▶ [Brief]:
Only one portion of the data is to be written out: from the line bearing "feature façade may" through the line bearing "pub const INTERNAL_ERROR: i64 = -32603;". Write it exactly as it appears.

________________________

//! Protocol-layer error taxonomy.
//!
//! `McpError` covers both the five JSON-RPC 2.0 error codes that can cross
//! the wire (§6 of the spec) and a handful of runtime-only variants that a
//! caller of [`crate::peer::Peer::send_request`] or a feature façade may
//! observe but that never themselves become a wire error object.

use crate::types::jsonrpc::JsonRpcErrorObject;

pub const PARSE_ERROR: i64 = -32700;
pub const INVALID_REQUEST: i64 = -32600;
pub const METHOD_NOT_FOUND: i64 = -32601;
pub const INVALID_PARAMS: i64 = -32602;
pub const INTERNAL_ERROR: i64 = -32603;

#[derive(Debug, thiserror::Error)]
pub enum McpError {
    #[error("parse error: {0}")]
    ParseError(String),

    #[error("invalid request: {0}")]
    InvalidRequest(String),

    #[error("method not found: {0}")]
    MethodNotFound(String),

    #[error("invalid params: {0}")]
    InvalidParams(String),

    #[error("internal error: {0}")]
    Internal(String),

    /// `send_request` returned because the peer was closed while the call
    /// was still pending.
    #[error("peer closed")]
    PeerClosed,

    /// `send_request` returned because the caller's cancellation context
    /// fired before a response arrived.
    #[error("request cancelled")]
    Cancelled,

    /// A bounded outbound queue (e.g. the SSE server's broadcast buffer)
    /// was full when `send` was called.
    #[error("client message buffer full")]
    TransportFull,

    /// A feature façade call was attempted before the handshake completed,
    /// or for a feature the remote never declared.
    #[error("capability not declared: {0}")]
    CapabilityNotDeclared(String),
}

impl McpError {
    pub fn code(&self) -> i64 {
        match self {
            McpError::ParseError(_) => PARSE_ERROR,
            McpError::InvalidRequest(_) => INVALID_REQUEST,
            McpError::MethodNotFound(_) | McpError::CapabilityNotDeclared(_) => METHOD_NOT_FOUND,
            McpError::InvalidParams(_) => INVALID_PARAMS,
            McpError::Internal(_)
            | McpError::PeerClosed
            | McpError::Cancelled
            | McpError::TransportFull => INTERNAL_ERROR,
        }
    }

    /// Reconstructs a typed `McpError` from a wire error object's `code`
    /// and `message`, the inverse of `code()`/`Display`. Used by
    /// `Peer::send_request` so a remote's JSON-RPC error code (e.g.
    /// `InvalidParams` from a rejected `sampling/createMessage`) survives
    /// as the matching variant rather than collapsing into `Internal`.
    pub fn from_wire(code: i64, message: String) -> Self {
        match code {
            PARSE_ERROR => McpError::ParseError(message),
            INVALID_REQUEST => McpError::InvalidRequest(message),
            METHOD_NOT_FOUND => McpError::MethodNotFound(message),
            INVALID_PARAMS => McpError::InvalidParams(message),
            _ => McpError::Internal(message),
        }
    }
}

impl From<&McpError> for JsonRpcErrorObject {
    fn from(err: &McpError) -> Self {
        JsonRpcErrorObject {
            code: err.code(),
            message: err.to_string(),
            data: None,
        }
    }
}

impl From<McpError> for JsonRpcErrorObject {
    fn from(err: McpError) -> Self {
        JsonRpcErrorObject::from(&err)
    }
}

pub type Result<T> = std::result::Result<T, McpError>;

________________________

▶ [Response below]:
//! caller of [`crate::peer::Peer::send_request`] or a feature façade may
//! observe but that never themselves become a wire error object.

use crate::types::jsonrpc::JsonRpcErrorObject;

pub const PARSE_ERROR: i64 = -32700;
pub const INVALID_REQUEST: i64 = -32600;
pub const METHOD_NOT_FOUND: i64 = -32601;
pub const INVALID_PARAMS: i64 = -32602;
pub const INTERNAL_ERROR: i64 = -32603;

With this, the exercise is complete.